EXCERPTED DATA
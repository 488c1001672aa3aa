//! # Character Device Transport
//!
//! Talks to a printer exposed as a device node: the USB printer class
//! (`/dev/usb/lp0`), a Bluetooth SPP binding (`/dev/rfcomm0`), or a serial
//! port.
//!
//! ## Bluetooth Setup (Linux)
//!
//! ```bash
//! $ bluetoothctl
//! [bluetooth]# pair 00:11:22:XX:XX:XX
//! $ sudo rfcomm bind 0 00:11:22:XX:XX:XX
//! # This creates /dev/rfcomm0
//! ```
//!
//! ## TTY Configuration
//!
//! When the node is a TTY it is switched to raw mode so binary data is
//! transmitted without modification:
//!
//! - **No input processing**: IGNBRK, BRKINT, PARMRK, ISTRIP, CR/NL mapping
//! - **No software flow control**: IXON, IXOFF, IXANY (0x11/0x13 occur in raster data)
//! - **No output processing**: OPOST
//! - **8-bit characters**: CS8, no parity
//! - **Non-canonical, no echo**: ICANON, ECHO, ECHONL, ISIG, IEXTEN off
//! - **Raw reads**: VMIN = 0, VTIME = 0
//!
//! ## Reads
//!
//! Device nodes are opened `O_NONBLOCK` and driven through the runtime's
//! reactor, so a read that times out leaves nothing pending and later writes
//! go straight through. Regular files (useful as a capture sink) cannot be
//! polled and use plain async file I/O.
//!
//! ## Chunked Writes
//!
//! Large writes go out in 4096-byte chunks with a short pause between them
//! so small receive buffers keep up.

use std::fs::OpenOptions;
use std::io::{self, Read, Write};
use std::os::unix::fs::OpenOptionsExt;
use std::os::unix::io::AsRawFd;
use std::path::{Path, PathBuf};
use std::time::Duration;

use async_trait::async_trait;
use tokio::io::unix::AsyncFd;
use tokio::io::{AsyncReadExt, AsyncWriteExt};
use tracing::{debug, instrument, warn};

use super::Transport;
use crate::error::PrinterError;

/// Default device path (USB printer class)
pub const DEFAULT_DEVICE: &str = "/dev/usb/lp0";

/// Default chunk size for writes (bytes)
const CHUNK_SIZE: usize = 4096;

/// Delay between chunks (milliseconds)
const CHUNK_DELAY_MS: u64 = 2;

/// Largest status answer we expect in one read
const READ_BUFFER: usize = 256;

/// # Device Printer Transport
///
/// ## Example
///
/// ```no_run
/// use sunmi_printer::protocol::commands;
/// use sunmi_printer::transport::{DeviceTransport, Transport};
///
/// # async fn run() -> sunmi_printer::Result<()> {
/// let mut transport = DeviceTransport::open("/dev/usb/lp0")?;
/// transport.write_all(&commands::init()).await?;
/// # Ok(())
/// # }
/// ```
pub struct DeviceTransport {
    path: PathBuf,
    handle: Handle,
    chunk_size: usize,
    chunk_delay: Duration,
}

enum Handle {
    /// Character device, TTY or FIFO, registered with the reactor
    Polled(AsyncFd<std::fs::File>),
    /// Regular file
    Plain(tokio::fs::File),
}

impl DeviceTransport {
    /// Open a device node for reading and writing.
    ///
    /// ## Errors
    ///
    /// Returns a transport error if:
    /// - The device doesn't exist
    /// - Permission denied (may need root or the lp/dialout group)
    /// - TTY configuration fails
    pub fn open<P: AsRef<Path>>(device: P) -> Result<Self, PrinterError> {
        let path = device.as_ref();
        let open_error =
            |e: io::Error| PrinterError::Transport(format!("Failed to open {}: {}", path.display(), e));

        let file = OpenOptions::new()
            .read(true)
            .write(true)
            .custom_flags(libc::O_NONBLOCK)
            .open(path)
            .map_err(open_error)?;

        let fd = file.as_raw_fd();
        if unsafe { libc::isatty(fd) } == 1 {
            configure_tty_raw(fd)?;
            debug!(device = %path.display(), "configured TTY raw mode");
        }

        let handle = if file.metadata().map_err(open_error)?.is_file() {
            Handle::Plain(tokio::fs::File::from_std(file))
        } else {
            Handle::Polled(AsyncFd::new(file).map_err(open_error)?)
        };

        Ok(Self {
            path: path.to_path_buf(),
            handle,
            chunk_size: CHUNK_SIZE,
            chunk_delay: Duration::from_millis(CHUNK_DELAY_MS),
        })
    }

    /// Open the default device path (`/dev/usb/lp0`)
    pub fn open_default() -> Result<Self, PrinterError> {
        Self::open(DEFAULT_DEVICE)
    }

    /// Set the chunk size for large writes. Default is 4096 bytes.
    pub fn set_chunk_size(&mut self, size: usize) {
        self.chunk_size = size.max(1);
    }

    /// Set the delay between chunks. Default is 2ms.
    pub fn set_chunk_delay(&mut self, delay: Duration) {
        self.chunk_delay = delay;
    }

    pub fn path(&self) -> &Path {
        &self.path
    }

    async fn write_chunk(&mut self, chunk: &[u8]) -> Result<(), PrinterError> {
        let result = match &mut self.handle {
            Handle::Polled(fd) => write_polled(fd, chunk).await,
            Handle::Plain(file) => file.write_all(chunk).await,
        };
        result.map_err(|e| PrinterError::Transport(format!("Write failed: {}", e)))
    }
}

/// Write every byte, waiting for the reactor whenever the node is full.
async fn write_polled(fd: &AsyncFd<std::fs::File>, mut data: &[u8]) -> io::Result<()> {
    while !data.is_empty() {
        let mut guard = fd.writable().await?;
        let written = match guard.try_io(|inner| {
            let mut file: &std::fs::File = inner.get_ref();
            file.write(data)
        }) {
            Ok(result) => result?,
            Err(_would_block) => continue,
        };
        if written == 0 {
            return Err(io::Error::new(io::ErrorKind::WriteZero, "device accepted no bytes"));
        }
        data = &data[written..];
    }
    Ok(())
}

/// One nonblocking read; `None` when nothing is waiting.
fn read_now(file: &std::fs::File, buf: &mut [u8]) -> io::Result<Option<usize>> {
    let mut file = file;
    match file.read(buf) {
        Ok(n) => Ok(Some(n)),
        Err(e) if e.kind() == io::ErrorKind::WouldBlock => Ok(None),
        Err(e) => Err(e),
    }
}

/// Read from a polled node, giving up after `timeout`.
async fn read_polled(
    fd: &AsyncFd<std::fs::File>,
    buf: &mut [u8],
    timeout: Duration,
) -> io::Result<usize> {
    if let Some(n) = read_now(fd.get_ref(), buf)? {
        return Ok(n);
    }
    match tokio::time::timeout(timeout, read_when_ready(fd, buf)).await {
        Ok(result) => result,
        Err(_) => Ok(0),
    }
}

async fn read_when_ready(fd: &AsyncFd<std::fs::File>, buf: &mut [u8]) -> io::Result<usize> {
    loop {
        let mut guard = fd.readable().await?;
        // WouldBlock must reach try_io so it clears the stale readiness
        match guard.try_io(|inner| {
            let mut file: &std::fs::File = inner.get_ref();
            file.read(buf)
        }) {
            Ok(result) => return result,
            Err(_would_block) => continue,
        }
    }
}

#[async_trait]
impl Transport for DeviceTransport {
    #[instrument(skip(self, data), fields(device = %self.path.display(), data_len = data.len()))]
    async fn write_all(&mut self, data: &[u8]) -> Result<(), PrinterError> {
        if data.len() <= self.chunk_size {
            self.write_chunk(data).await?;
        } else {
            let chunk_size = self.chunk_size;
            for chunk in data.chunks(chunk_size) {
                self.write_chunk(chunk).await?;
                if !self.chunk_delay.is_zero() {
                    tokio::time::sleep(self.chunk_delay).await;
                }
            }
        }

        if let Handle::Plain(file) = &mut self.handle {
            file.flush()
                .await
                .map_err(|e| PrinterError::Transport(format!("Flush failed: {}", e)))?;
        }
        Ok(())
    }

    async fn read(&mut self, timeout: Duration) -> Result<Vec<u8>, PrinterError> {
        let mut buf = vec![0u8; READ_BUFFER];
        let result = match &mut self.handle {
            Handle::Polled(fd) => read_polled(fd, &mut buf, timeout).await,
            // Regular files never block
            Handle::Plain(file) => file.read(&mut buf).await,
        };
        let n = result.map_err(|e| PrinterError::Transport(format!("Read failed: {}", e)))?;
        buf.truncate(n);
        Ok(buf)
    }

    async fn is_online(&mut self) -> bool {
        match tokio::fs::metadata(&self.path).await {
            Ok(_) => true,
            Err(e) => {
                warn!(device = %self.path.display(), error = %e, "device not reachable");
                false
            }
        }
    }
}

/// Configure a file descriptor for raw TTY mode.
fn configure_tty_raw(fd: i32) -> Result<(), PrinterError> {
    use std::mem::MaybeUninit;

    let mut termios = MaybeUninit::uninit();
    let result = unsafe { libc::tcgetattr(fd, termios.as_mut_ptr()) };
    if result != 0 {
        return Err(PrinterError::Transport(format!(
            "tcgetattr failed: {}",
            io::Error::last_os_error()
        )));
    }
    let mut termios = unsafe { termios.assume_init() };

    termios.c_iflag &= !(libc::IGNBRK
        | libc::BRKINT
        | libc::PARMRK
        | libc::ISTRIP
        | libc::INLCR
        | libc::IGNCR
        | libc::ICRNL
        | libc::IXON
        | libc::IXOFF
        | libc::IXANY);
    termios.c_oflag &= !libc::OPOST;
    termios.c_lflag &= !(libc::ECHO | libc::ECHONL | libc::ICANON | libc::ISIG | libc::IEXTEN);
    termios.c_cflag &= !(libc::CSIZE | libc::PARENB);
    termios.c_cflag |= libc::CS8;

    // Status answers are a few bytes; return whatever has arrived.
    termios.c_cc[libc::VMIN] = 0;
    termios.c_cc[libc::VTIME] = 0;

    let result = unsafe { libc::tcsetattr(fd, libc::TCSANOW, &termios) };
    if result != 0 {
        return Err(PrinterError::Transport(format!(
            "tcsetattr failed: {}",
            io::Error::last_os_error()
        )));
    }

    Ok(())
}

#[cfg(test)]
mod tests {
    use super::*;

    #[test]
    fn test_default_device_path() {
        assert_eq!(DEFAULT_DEVICE, "/dev/usb/lp0");
    }

    #[test]
    fn test_open_missing_device() {
        let err = DeviceTransport::open("/nonexistent/lp9").err().unwrap();
        assert!(matches!(err, PrinterError::Transport(_)));
        assert!(err.to_string().contains("/nonexistent/lp9"));
    }

    #[tokio::test]
    async fn test_regular_file_as_sink() {
        let path = std::env::temp_dir().join(format!("sunmi-device-{}.bin", std::process::id()));
        std::fs::write(&path, b"").unwrap();

        let mut transport = DeviceTransport::open(&path).unwrap();
        transport.set_chunk_size(3);
        transport.set_chunk_delay(Duration::ZERO);
        transport.write_all(&[1, 2, 3, 4, 5, 6, 7]).await.unwrap();
        assert!(transport.is_online().await);

        assert_eq!(std::fs::read(&path).unwrap(), vec![1, 2, 3, 4, 5, 6, 7]);
        std::fs::remove_file(&path).unwrap();
    }

    #[tokio::test]
    async fn test_write_after_timed_out_read() {
        use std::os::unix::ffi::OsStrExt;

        let path = std::env::temp_dir().join(format!("sunmi-fifo-{}", std::process::id()));
        let _ = std::fs::remove_file(&path);
        let c_path = std::ffi::CString::new(path.as_os_str().as_bytes()).unwrap();
        assert_eq!(unsafe { libc::mkfifo(c_path.as_ptr(), 0o600) }, 0);

        let mut transport = DeviceTransport::open(&path).unwrap();
        assert!(transport.read(Duration::from_millis(100)).await.unwrap().is_empty());

        let write =
            tokio::time::timeout(Duration::from_secs(3), transport.write_all(&[0x1B, 0x40])).await;
        assert!(write.is_ok(), "write stalled behind the timed-out read");
        write.unwrap().unwrap();

        // A FIFO opened read-write hands our own bytes back
        let echoed = transport.read(Duration::from_millis(500)).await.unwrap();
        assert_eq!(echoed, vec![0x1B, 0x40]);
        assert!(transport.read(Duration::ZERO).await.unwrap().is_empty());

        std::fs::remove_file(&path).unwrap();
    }
}
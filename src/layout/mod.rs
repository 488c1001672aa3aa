//! # Text Layout
//!
//! Character-cell layout for the fixed-pitch printer font.
//!
//! - [`width`]: how many cells a character occupies
//! - [`columns`]: multi-column rows with wrap-on-overflow

pub mod columns;
pub mod width;

pub use columns::{MAX_COLUMNS, layout_columns};
pub use width::{char_width, text_width};
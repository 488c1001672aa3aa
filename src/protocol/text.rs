//! # ESC/POS Text Styling Commands
//!
//! ## Text Styling Overview
//!
//! | Style | Command | Effect |
//! |-------|---------|--------|
//! | Alignment | ESC a n | Left / center / right |
//! | Bold | ESC E n | **Emphasized** text |
//! | Underline | ESC - n | Underlined text |
//! | Font | ESC M n | Resident typeface |
//! | Size | GS ! n | 1x..8x width and height |
//!
//! ## Text Alignment
//!
//! ```text
//! Left aligned (default)    |LEFT TEXT
//! Center aligned            |  CENTER TEXT
//! Right aligned             |      RIGHT TEXT
//! ```

use std::fmt;
use std::str::FromStr;

use serde::{Deserialize, Serialize};

use super::commands::{ESC, GS};
use crate::error::PrinterError;

// ============================================================================
// TEXT ALIGNMENT
// ============================================================================

/// Text alignment options
///
/// The discriminants are the wire codes the driver expects and must not be
/// renumbered.
#[derive(Debug, Clone, Copy, PartialEq, Eq, Default, Serialize, Deserialize)]
#[serde(rename_all = "lowercase")]
pub enum Alignment {
    #[default]
    Left = 0,
    Center = 1,
    Right = 2,
}

impl TryFrom<u8> for Alignment {
    type Error = PrinterError;

    fn try_from(code: u8) -> Result<Self, Self::Error> {
        match code {
            0 => Ok(Self::Left),
            1 => Ok(Self::Center),
            2 => Ok(Self::Right),
            other => Err(PrinterError::InvalidArgument(format!(
                "alignment code {} (expected 0, 1 or 2)",
                other
            ))),
        }
    }
}

impl FromStr for Alignment {
    type Err = PrinterError;

    fn from_str(s: &str) -> Result<Self, Self::Err> {
        match s.to_ascii_lowercase().as_str() {
            "left" | "0" => Ok(Self::Left),
            "center" | "centre" | "1" => Ok(Self::Center),
            "right" | "2" => Ok(Self::Right),
            _ => Err(PrinterError::InvalidArgument(format!(
                "unknown alignment '{}'",
                s
            ))),
        }
    }
}

/// # Select Justification (ESC a n)
///
/// ## Protocol Details
///
/// | Format  | Bytes |
/// |---------|-------|
/// | ASCII   | ESC a n |
/// | Hex     | 1B 61 n |
/// | Decimal | 27 97 n |
///
/// ## Behavior
///
/// - Affects all subsequent lines until changed
/// - Only takes effect at the beginning of a line
///
/// ## Example
///
/// ```
/// use sunmi_printer::protocol::text::{align, Alignment};
///
/// assert_eq!(align(Alignment::Center), vec![0x1B, 0x61, 0x01]);
/// ```
pub fn align(alignment: Alignment) -> Vec<u8> {
    vec![ESC, b'a', alignment as u8]
}

// ============================================================================
// EMPHASIS
// ============================================================================

/// # Turn Emphasized Mode On (ESC E 1)
///
/// | Format  | Bytes    |
/// |---------|----------|
/// | Hex     | 1B 45 01 |
#[inline]
pub fn bold_on() -> Vec<u8> {
    vec![ESC, b'E', 1]
}

/// Turn emphasized mode off (ESC E 0)
#[inline]
pub fn bold_off() -> Vec<u8> {
    vec![ESC, b'E', 0]
}

/// # Turn Underline Mode On (ESC - 1)
///
/// | Format  | Bytes    |
/// |---------|----------|
/// | Hex     | 1B 2D 01 |
#[inline]
pub fn underline_on() -> Vec<u8> {
    vec![ESC, b'-', 1]
}

/// Turn underline mode off (ESC - 0)
#[inline]
pub fn underline_off() -> Vec<u8> {
    vec![ESC, b'-', 0]
}

// ============================================================================
// FONT SELECTION
// ============================================================================

/// Typefaces resident in the printer firmware
#[derive(Debug, Clone, Copy, PartialEq, Eq, Default, Serialize, Deserialize)]
pub enum FontName {
    /// The built-in vector face, selected with the token `"gh"`
    #[default]
    #[serde(rename = "gh")]
    Gh,
}

impl FontName {
    /// The token callers use to name this face
    pub fn token(&self) -> &'static str {
        match self {
            Self::Gh => "gh",
        }
    }
}

impl fmt::Display for FontName {
    fn fmt(&self, f: &mut fmt::Formatter<'_>) -> fmt::Result {
        f.write_str(self.token())
    }
}

impl FromStr for FontName {
    type Err = PrinterError;

    fn from_str(s: &str) -> Result<Self, Self::Err> {
        match s {
            "gh" => Ok(Self::Gh),
            other => Err(PrinterError::UnsupportedFont(other.to_string())),
        }
    }
}

/// # Select Character Font (ESC M n)
///
/// | Format  | Bytes    |
/// |---------|----------|
/// | Hex     | 1B 4D n  |
///
/// The `gh` face is the printer's font A (`n = 0`).
pub fn select_font(font: FontName) -> Vec<u8> {
    let n = match font {
        FontName::Gh => 0,
    };
    vec![ESC, b'M', n]
}

// ============================================================================
// CHARACTER SIZE
// ============================================================================

/// Vector font size that corresponds to 1x magnification
pub const BASE_FONT_SIZE: f32 = 24.0;

/// # Select Character Size (GS ! n)
///
/// ## Protocol Details
///
/// | Format  | Bytes |
/// |---------|-------|
/// | ASCII   | GS ! n |
/// | Hex     | 1D 21 n |
///
/// Bits 4-7 of `n` hold the width multiplier minus one, bits 0-3 the height
/// multiplier minus one. Multipliers are clamped to 1..=8.
///
/// ## Example
///
/// ```
/// use sunmi_printer::protocol::text::char_size;
///
/// assert_eq!(char_size(1, 1), vec![0x1D, 0x21, 0x00]);
/// assert_eq!(char_size(2, 2), vec![0x1D, 0x21, 0x11]);
/// ```
pub fn char_size(width_mult: u8, height_mult: u8) -> Vec<u8> {
    let w = width_mult.clamp(1, 8) - 1;
    let h = height_mult.clamp(1, 8) - 1;
    vec![GS, b'!', (w << 4) | h]
}

/// Map a vector font size onto the printer's integer magnification.
///
/// 24 is the native size; anything that rounds below 1x prints at 1x.
///
/// ```
/// use sunmi_printer::protocol::text::magnification_for;
///
/// assert_eq!(magnification_for(24.0), 1);
/// assert_eq!(magnification_for(48.0), 2);
/// assert_eq!(magnification_for(500.0), 8);
/// ```
pub fn magnification_for(size: f32) -> u8 {
    (size / BASE_FONT_SIZE).round().clamp(1.0, 8.0) as u8
}

/// Character size command for a vector font size
pub fn font_size(size: f32) -> Vec<u8> {
    let mult = magnification_for(size);
    char_size(mult, mult)
}

// ============================================================================
// TESTS
// ============================================================================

EXERCISE OBJECTIVE
Repeat every line exactly, starting with the first line of the entries, and stop once the line containing "buffers keep up." has been given.

PROBLEM SOLUTION
repository 488c1001672aa3aa
//! # Character Device Transport
//!
//! Talks to a printer exposed as a device node: the USB printer class
//! (`/dev/usb/lp0`), a Bluetooth SPP binding (`/dev/rfcomm0`), or a serial
//! port.
//!
//! ## Bluetooth Setup (Linux)
//!
//! ```bash
//! $ bluetoothctl
//! [bluetooth]# pair 00:11:22:XX:XX:XX
//! $ sudo rfcomm bind 0 00:11:22:XX:XX:XX
//! # This creates /dev/rfcomm0
//! ```
//!
//! ## TTY Configuration
//!
//! When the node is a TTY it is switched to raw mode so binary data is
//! transmitted without modification:
//!
//! - **No input processing**: IGNBRK, BRKINT, PARMRK, ISTRIP, CR/NL mapping
//! - **No software flow control**: IXON, IXOFF, IXANY (0x11/0x13 occur in raster data)
//! - **No output processing**: OPOST
//! - **8-bit characters**: CS8, no parity
//! - **Non-canonical, no echo**: ICANON, ECHO, ECHONL, ISIG, IEXTEN off
//! - **Raw reads**: VMIN = 0, VTIME = 0
//!
//! ## Reads
//!
//! Device nodes are opened `O_NONBLOCK` and driven through the runtime's
//! reactor, so a read that times out leaves nothing pending and later writes
//! go straight through. Regular files (useful as a capture sink) cannot be
//! polled and use plain async file I/O.
//!
//! ## Chunked Writes
//!
//! Large writes go out in 4096-byte chunks with a short pause between them
//! so small receive buffers keep up.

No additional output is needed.